This keto blueberry cobbler is a delicious fruit filling topped with a sweet and fluffy biscuit topping! Made with simple ingredients, it’s a show stopping low carb dessert that is sure to impress! 3 grams net carbs per serving.
Keto Blueberry Cobbler
One of my favorite things to do is to bake seasonally. There’s nothing better than whipping up a dessert that uses whatever happens to be in season. Granted, some months are much more exciting than others, but that just means extra desserts are made then!
Obviously, the warmer months are my preference, thanks to the availability of all the stone fruits and berries. While I do know frozen berries are available year round, there’s something special about having them fresh and at an affordable price.
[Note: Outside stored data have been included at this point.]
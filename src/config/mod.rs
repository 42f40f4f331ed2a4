//! Configuration loading, types, and validation for the paycheck engine.
//!
//! This module provides the strongly-typed payroll configuration (bracket
//! tables, deduction rules, formula definitions), the YAML loader, and the
//! structural bracket-table validator that guards the configuration-update
//! path.
//!
//! # Example
//!
//! ```no_run
//! use paycheck_engine::config::ConfigLoader;
//!
//! let loader = ConfigLoader::load("./config/brazil_clt").unwrap();
//! println!("formulas: {}", loader.config().formulas.len());
//! ```

mod loader;
mod types;
mod validator;

pub use loader::ConfigLoader;
pub use types::{
    BenefitAmount, BenefitRate, Bracket, BracketTable, DeductionRules, DependentAllowance,
    PayrollConfig, TableKind,
};
pub use validator::{BracketValidationError, validate_bracket_table};
//! Error types for the paycheck calculation engine.
//!
//! This module provides strongly-typed errors using the `thiserror` crate
//! for all fatal error conditions. Recoverable per-formula failures are a
//! separate type, [`crate::formula::EvalError`], because they degrade a
//! single field instead of failing the calculation.

use thiserror::Error;

use crate::config::BracketValidationError;

/// The main error type for the paycheck calculation engine.
///
/// All fatal operations in the engine return this error type, making it
/// easy to handle errors consistently throughout the application.
///
/// # Example
///
/// ```
/// use paycheck_engine::error::EngineError;
///
/// let error = EngineError::ConfigNotFound {
///     path: "/missing/file.yaml".to_string(),
/// };
/// assert_eq!(error.to_string(), "Configuration file not found: /missing/file.yaml");
/// ```
#[derive(Debug, Error)]
pub enum EngineError {
    /// Configuration file was not found at the specified path.
    #[error("Configuration file not found: {path}")]
    ConfigNotFound {
        /// The path that was not found.
        path: String,
    },

    /// Configuration file could not be parsed.
    #[error("Failed to parse configuration file '{path}': {message}")]
    ConfigParseError {
        /// The path to the file that failed to parse.
        path: String,
        /// A description of the parse error.
        message: String,
    },

    /// A bracket table failed structural validation.
    #[error("Invalid bracket table '{table}': {source}")]
    InvalidBracketTable {
        /// Which table failed (e.g., "income_tax_brackets").
        table: String,
        /// The underlying validation failure.
        #[source]
        source: BracketValidationError,
    },

    /// The configuration is missing a required section.
    ///
    /// This is fatal for a calculation: a structurally incomplete
    /// configuration must be refused rather than calculated with defaults.
    #[error("Configuration is missing required section: {section}")]
    MissingSection {
        /// The missing section (e.g., "formulas", "evaluation_order").
        section: String,
    },

    /// The evaluation order names a formula that does not exist.
    #[error("Evaluation order references unknown formula: {name}")]
    UnknownFormula {
        /// The formula name that was not found.
        name: String,
    },

    /// A formula depends on a result that is not computed before it.
    #[error(
        "Formula '{formula}' references 'result.{dependency}' before it is computed in the evaluation order"
    )]
    ForwardReference {
        /// The formula containing the premature reference.
        formula: String,
        /// The referenced result name.
        dependency: String,
    },

    /// An input field was invalid or contained inconsistent data.
    #[error("Invalid input field '{field}': {message}")]
    InvalidInput {
        /// The field that was invalid.
        field: String,
        /// A description of what made the field invalid.
        message: String,
    },
}

/// A type alias for Results that return EngineError.
pub type EngineResult<T> = Result<T, EngineError>;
While I love using fruits in cookies and cakes, my favorite way to use them is in a cobbler.
I’ve been meaning to share a keto blueberry cobbler recipe for quite some time. It’s been my go-to whenever I find myself with an abundance of blueberries. It’s the kind of dessert you’d make to feed a crowd or when your craving comfort food.
Now, this cobbler may look incredibly fancy, but I promise you it is so simple to make. No grains and no sugar are needed, but you’d never tell. The filing texture is gooey and smooth and the biscuit topping is fluffy and crumbly. It’s sweet, buttery, and loaded with blueberries.
Looking for more low carb blueberry recipes? Try my keto blueberry muffins.
Ingredients to make a keto blueberry cobbler
For the filling
- Blueberries– Either frozen or fresh blueberries can be used.
- Granulated sweetener of choice– I used erythritol, but both allulose and monk fruit sweetener can be used.
- Cinnamon– Gives a subtle but lovely cinnamon flavor throughout.
- Xanthan gum– Thickens the filling, without adding any extra carbs.
- Lemon juice– To balance out the sweetness and works with the xanthan gum to maintain thickness.
For the biscuit topping
- Almond flour– Blanched almond flour is preferred, but almond meal can also be used.
- Baking powder– Gives a little rise and fluffiness to the topping.
- Keto brown sugar– A sugar free brown sugar alternative. If you don’t any on hand, you can use erythritol or monk fruit sweetener.
- Granulated sweetener of choice– To balance out the keto brown sugar. I used erythritol.
- Egg– Room temperature egg.
- Butter– Softened and unsalted butter. Dairy free butter can also be used.
- Heavy cream– Lightens up the texture and balances the butter to ensure it doesn’t become dense or crumbly.
How do you make a keto blueberry cobbler?
Start by mixing together the filling ingredients until combined. Next, transfer it into a large baking dish and bake at 180C/350F for 10-15 minutes.
Now, while the fruit filling is baking, prepare the biscuit topping. Mix together the dry ingredients until combined. Add the remaining ingredients and until combined. Remove the baking dish with the blueberry filling. Using a 1/4 measuring cup, scoop out portions of the biscuit topping over the top of the filling and bake all together for 20 minutes, or until golden brown on top.
Finally, remove the cobbler from the oven and let cool for 5 minutes, before serving.
Tips to make the best low carb blueberry clobber
- If you don’t follow a strict keto or low carb diet, you can substitute the xanthan gum for cornstarch. Use one tablespoon.
- Feel free to switch up the berries for the filling. Strawberries, raspberries, and blackberries are other low carb fruits to try instead.
- Serve the cobbler with a scoop of vanilla ice cream for the ultimate indulgent dessert.
Storing and freezing blueberry cobbler
- To store: Blueberry cobbler should be stored in the refrigerator, covered. It will keep well for up to 2 weeks.
- To freeze: Place leftovers into a sealable container and store them in the freezer for up to 6 months.
More keto dessert recipes to try
Keto Blueberry Cobbler
For the filling
- Preheat the oven to 180C/350F. Grease a baking dish and set aside.
- Mix together your fruit filling ingredients until combined. Bake for 10-15 minutes. While baking, prepare the biscuit topping.
- In a large mixing bowl, whisk together the dry ingredients. Add the egg, melted butter, and heavy cream and mix until combined.
- Remove the baking dish from the oven. Using a cookie scoop or ¼ cup, scoop out portions of the biscuit topping over the top of the blueberries. Bake again for 15-20 minutes, or until golden brown.
- Remove from the oven and let sit for 5 minutes, before serving.